Aim of the exercise: Take the data below and copy exactly the lines starting at the one with "box, edges included." and finishing at the one with "Longitude span in degrees.", both included.

Saved data entries
use crate::coord::{Coordinate, Position};
use crate::error::DigipinError;
use geo_types::{Polygon, Rect, coord};
use serde::{Deserialize, Serialize};

/// An axis-aligned latitude/longitude rectangle.
///
/// The southwest corner never lies north or east of the northeast corner.
#[derive(Debug, Clone, Copy, PartialEq, Serialize, Deserialize)]
#[serde(try_from = "RawBoundingBox")]
pub struct BoundingBox {
    southwest: Coordinate,
    northeast: Coordinate,
}

#[derive(Deserialize)]
struct RawBoundingBox {
    southwest: Coordinate,
    northeast: Coordinate,
}

impl TryFrom<RawBoundingBox> for BoundingBox {
    type Error = DigipinError;

    fn try_from(raw: RawBoundingBox) -> Result<Self, Self::Error> {
        BoundingBox::new(raw.southwest, raw.northeast)
    }
}

impl BoundingBox {
    /// Creates a bounding box from its southwest and northeast corners.
    pub fn new(southwest: Coordinate, northeast: Coordinate) -> Result<Self, DigipinError> {
        if southwest.latitude() > northeast.latitude() {
            return Err(DigipinError::InvalidBounds(format!(
                "south edge {} is north of north edge {}",
                southwest.latitude(),
                northeast.latitude()
            )));
        }
        if southwest.longitude() > northeast.longitude() {
            return Err(DigipinError::InvalidBounds(format!(
                "west edge {} is east of east edge {}",
                southwest.longitude(),
                northeast.longitude()
            )));
        }
        Ok(Self {
            southwest,
            northeast,
        })
    }

    /// Creates a bounding box from its four edges in degrees.
    ///
    /// # Example
    /// ```
    /// use digipin_rs::BoundingBox;
    ///
    /// let bbox = BoundingBox::from_edges(28.0, 29.0, 77.0, 78.0).unwrap();
    /// assert_eq!(bbox.height(), 1.0);
    /// assert!(bbox.contains(&(77.5, 28.5)));
    /// ```
    pub fn from_edges(south: f64, north: f64, west: f64, east: f64) -> Result<Self, DigipinError> {
        Self::new(Coordinate::new(south, west)?, Coordinate::new(north, east)?)
    }

    pub(crate) const fn from_edges_unchecked(south: f64, north: f64, west: f64, east: f64) -> Self {
        Self {
            southwest: Coordinate::new_unchecked(south, west),
            northeast: Coordinate::new_unchecked(north, east),
        }
    }

    pub fn southwest(&self) -> Coordinate {
        self.southwest
    }

    pub fn northeast(&self) -> Coordinate {
        self.northeast
    }

    pub fn south(&self) -> f64 {
        self.southwest.latitude()
    }

    pub fn north(&self) -> f64 {
        self.northeast.latitude()
    }

    pub fn west(&self) -> f64 {
        self.southwest.longitude()
    }

    pub fn east(&self) -> f64 {
        self.northeast.longitude()
    }

    /// Midpoint of the box.
    pub fn center(&self) -> Coordinate {
        Coordinate::new_unchecked(
            (self.south() + self.north()) / 2.0,
            (self.west() + self.east()) / 2.0,
        )
    }

    /// Returns `true` if the position lies inside the box, edges included.
    pub fn contains(&self, position: &impl Position) -> bool {
        let (lat, lon) = (position.lat(), position.lon());
        lat >= self.south() && lat <= self.north() && lon >= self.west() && lon <= self.east()
    }

    /// Longitude span in degrees.
    pub fn width(&self) -> f64 {
        self.east() - self.west()
    }

    /// Latitude span in degrees.
    pub fn height(&self) -> f64 {
        self.north() - self.south()
    }

    /// Smallest distance in degrees from the position to any edge of the box.
    ///
    /// Only meaningful for positions inside the box.
    pub fn edge_margin(&self, position: &impl Position) -> f64 {
        let (lat, lon) = (position.lat(), position.lon());
        (lat - self.south())
            .min(self.north() - lat)
            .min(lon - self.west())
            .min(self.east() - lon)
    }

    /// Returns the overlap of two boxes, if any.
    pub fn intersection(&self, other: &BoundingBox) -> Option<BoundingBox> {
        let south = self.south().max(other.south());
        let north = self.north().min(other.north());
        let west = self.west().max(other.west());
        let east = self.east().min(other.east());
        if south > north || west > east {
            return None;
        }
        Some(Self::from_edges_unchecked(south, north, west, east))
    }

    /// Converts to a `geo_types::Rect` in (longitude, latitude) space.
    pub fn to_rect(&self) -> Rect<f64> {
        Rect::new(
            coord! { x: self.west(), y: self.south() },
            coord! { x: self.east(), y: self.north() },
        )
    }

    /// Converts to a closed `geo_types::Polygon` in (longitude, latitude) space.
    pub fn to_polygon(&self) -> Polygon<f64> {
        self.to_rect().to_polygon()
    }
}

impl std::fmt::Display for BoundingBox {
    fn fmt(&self, f: &mut std::fmt::Formatter<'_>) -> std::fmt::Result {
        write!(f, "[{} .. {}]", self.southwest, self.northeast)
    }
}

#[cfg(test)]
mod tests {
    use super::*;

    #[test]
    fn test_center_width_height() -> Result<(), DigipinError> {
        let bbox = BoundingBox::from_edges(2.5, 38.5, 63.5, 99.5)?;
        let center = bbox.center();

        assert_eq!(center.latitude(), 20.5);
        assert_eq!(center.longitude(), 81.5);
        assert_eq!(bbox.width(), 36.0);
        assert_eq!(bbox.height(), 36.0);
        Ok(())
    }

    #[test]
    fn test_contains_is_inclusive() -> Result<(), DigipinError> {
        let bbox = BoundingBox::from_edges(10.0, 20.0, 70.0, 80.0)?;

        assert!(bbox.contains(&(75.0, 15.0)));
        assert!(bbox.contains(&(70.0, 10.0)));
        assert!(bbox.contains(&(80.0, 20.0)));
        assert!(!bbox.contains(&(80.0001, 15.0)));
        assert!(!bbox.contains(&(75.0, 9.9999)));
        Ok(())
    }

    #[test]
    fn test_inverted_corners_rejected() {
        let result = BoundingBox::from_edges(20.0, 10.0, 70.0, 80.0);
        assert!(matches!(result, Err(DigipinError::InvalidBounds(_))));

        let result = BoundingBox::from_edges(10.0, 20.0, 80.0, 70.0);
        assert!(matches!(result, Err(DigipinError::InvalidBounds(_))));
    }

    #[test]
    fn test_edge_margin() -> Result<(), DigipinError> {
        let bbox = BoundingBox::from_edges(10.0, 20.0, 70.0, 80.0)?;
        assert!((bbox.edge_margin(&(70.5, 15.0)) - 0.5).abs() < 1e-9);
        assert!((bbox.edge_margin(&(75.0, 15.0)) - 5.0).abs() < 1e-9);
        Ok(())
    }

    #[test]
    fn test_intersection() -> Result<(), DigipinError> {
        let a = BoundingBox::from_edges(10.0, 20.0, 70.0, 80.0)?;
        let b = BoundingBox::from_edges(15.0, 25.0, 75.0, 85.0)?;
        let overlap = a.intersection(&b);
        assert_eq!(overlap, Some(BoundingBox::from_edges(15.0, 20.0, 75.0, 80.0)?));

        let c = BoundingBox::from_edges(30.0, 40.0, 70.0, 80.0)?;
        assert!(a.intersection(&c).is_none());
        Ok(())
    }

    #[test]
    fn test_to_polygon_is_closed() -> Result<(), DigipinError> {
        let polygon = BoundingBox::from_edges(10.0, 20.0, 70.0, 80.0)?.to_polygon();
        let exterior = polygon.exterior();
        assert_eq!(exterior.coords().count(), 5);
        assert_eq!(exterior.0[0], exterior.0[4]);
        Ok(())
    }
}
use crate::cell::PinCell;
use crate::error::DigipinError;
use arrow_array::{Float64Array, RecordBatch, StringArray, UInt8Array};
use arrow_schema::{DataType, Field, Schema};
use geoarrow_array::IntoArrow;
use geoarrow_array::array::{PointArray, PolygonArray};
use geoarrow_array::builder::{PointBuilder, PolygonBuilder};
use geoarrow_schema::{Crs, Dimension, Metadata, PointType, PolygonType};
use rayon::prelude::*;
use std::sync::Arc;

fn wgs84_metadata() -> Arc<Metadata> {
    let crs = Crs::from_authority_code("EPSG:4326".to_string());
    Arc::new(Metadata::new(crs, None))
}

/// Trait for converting collections of [`PinCell`]s to Arrow arrays.
///
/// Geometries are in (longitude, latitude), tagged EPSG:4326.
pub trait PinCellsToArrow {
    /// Converts cell centers to an Arrow PointArray.
    fn to_arrow_points(&self) -> PointArray;
    /// Converts cell outlines to an Arrow PolygonArray.
    fn to_arrow_polygons(&self) -> PolygonArray;
    /// Converts cells to a RecordBatch with code, level, latitude, longitude and geometry.
    fn to_record_batch(&self) -> Result<RecordBatch, DigipinError>;
}

impl PinCellsToArrow for [PinCell] {
    fn to_arrow_points(&self) -> PointArray {
        let point = PointType::new(Dimension::XY, wgs84_metadata());
        let mut builder = PointBuilder::with_capacity(point, self.len());

        for cell in self {
            builder.push_point(Some(&cell.center().to_point()));
        }
        builder.finish()
    }

    fn to_arrow_polygons(&self) -> PolygonArray {
        let poly = PolygonType::new(Dimension::XY, wgs84_metadata());
        let polygons: Vec<_> = self.par_iter().map(|c: &PinCell| c.to_polygon()).collect();
        PolygonBuilder::from_polygons(&polygons, poly).finish()
    }

    fn to_record_batch(&self) -> Result<RecordBatch, DigipinError> {
        let polygon_array = self.to_arrow_polygons();
        let codes: StringArray = self.iter().map(|c| Some(c.code())).collect();
        let levels: UInt8Array = self.iter().map(|c| Some(c.level())).collect();
        let latitudes: Float64Array = self.iter().map(|c| Some(c.latitude())).collect();
        let longitudes: Float64Array = self.iter().map(|c| Some(c.longitude())).collect();

        let geometry_field = polygon_array.extension_type().to_field("geometry", false);
        let schema = Schema::new(vec![
            Field::new("code", DataType::Utf8, false),
            Field::new("level", DataType::UInt8, false),
            Field::new("latitude", DataType::Float64, false),
            Field::new("longitude", DataType::Float64, false),
            geometry_field,
        ]);

        RecordBatch::try_new(
            Arc::new(schema),
            vec![
                Arc::new(codes),
                Arc::new(levels),
                Arc::new(latitudes),
                Arc::new(longitudes),
                Arc::new(polygon_array.into_arrow()),
            ],
        )
        .map_err(|e| DigipinError::IoError(e.to_string()))
    }
}

impl PinCellsToArrow for Vec<PinCell> {
    fn to_arrow_points(&self) -> PointArray {
        self.as_slice().to_arrow_points()
    }

    fn to_arrow_polygons(&self) -> PolygonArray {
        self.as_slice().to_arrow_polygons()
    }

    fn to_record_batch(&self) -> Result<RecordBatch, DigipinError> {
        self.as_slice().to_record_batch()
    }
}
//! Free functions over the default codec: the full region, the standard
//! alphabet and 10-symbol codes with validation enabled.

use crate::cell::PinCell;
use crate::coord::Position;
use crate::error::DigipinError;
use crate::geom;
use crate::index::GridCodec;
use crate::warning::Annotated;
use once_cell::sync::Lazy;

static DEFAULT_CODEC: Lazy<GridCodec> = Lazy::new(GridCodec::default);

/// The process-wide codec used by the free functions and `PinCell::from_*`.
pub fn default_codec() -> &'static GridCodec {
    &DEFAULT_CODEC
}

/// Encodes a latitude/longitude to its 10-symbol cell.
///
/// # Example
/// ```
/// # fn main() -> Result<(), digipin_rs::DigipinError> {
/// let cell = digipin_rs::api::encode(28.622788, 77.213033)?;
/// assert_eq!(cell.code(), "39J49LL8T4");
/// # Ok(())
/// # }
/// ```
pub fn encode(latitude: f64, longitude: f64) -> Result<PinCell, DigipinError> {
    default_codec().encode(latitude, longitude)
}

/// Encodes a latitude/longitude, returning advisory warnings with the cell.
///
/// # Example
/// ```
/// use digipin_rs::Warning;
///
/// # fn main() -> Result<(), digipin_rs::DigipinError> {
/// let edge = digipin_rs::api::encode_annotated(20.0, 63.52)?;
/// assert!(matches!(edge.warnings.as_slice(), [Warning::NearBoundary { .. }]));
/// # Ok(())
/// # }
/// ```
pub fn encode_annotated(
    latitude: f64,
    longitude: f64,
) -> Result<Annotated<PinCell>, DigipinError> {
    default_codec().encode_annotated(latitude, longitude)
}

/// Decodes a code, with or without separators.
pub fn decode(code: &str) -> Result<PinCell, DigipinError> {
    default_codec().decode(code)
}

pub fn is_within_region(position: &impl Position) -> bool {
    default_codec().is_within_region(position)
}

pub fn is_valid_code(code: &str) -> bool {
    default_codec().is_valid_code(code)
}

/// Cells within `radius` grid steps of `code`. See [`crate::search::neighbors`].
pub fn neighbors(code: &str, radius: i64) -> Result<Annotated<Vec<PinCell>>, DigipinError> {
    default_codec().neighbors(code, radius)
}

/// Cells whose centers lie within `radius_meters` of `center`.
/// See [`crate::search::find_in_radius`].
pub fn find_codes_in_radius(
    center: &impl Position,
    radius_meters: f64,
) -> Result<Annotated<Vec<PinCell>>, DigipinError> {
    default_codec().find_codes_in_radius(center, radius_meters)
}

/// Great-circle distance in meters.
pub fn distance(a: &impl Position, b: &impl Position) -> f64 {
    geom::haversine_distance(a, b)
}

pub fn area_square_meters(code: &str) -> Result<f64, DigipinError> {
    Ok(decode(code)?.area_square_meters())
}

pub fn grid_size_meters(code: &str) -> Result<f64, DigipinError> {
    Ok(decode(code)?.grid_size_meters())
}

/// Human-readable precision of the cell, e.g. for display next to a code.
pub fn precision_description(code: &str) -> Result<String, DigipinError> {
    Ok(decode(code)?.precision_description())
}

Solution below:
    /// Returns `true` if the position lies inside the box, edges included.
    pub fn contains(&self, position: &impl Position) -> bool {
        let (lat, lon) = (position.lat(), position.lon());
        lat >= self.south() && lat <= self.north() && lon >= self.west() && lon <= self.east()
    }

    /// Longitude span in degrees.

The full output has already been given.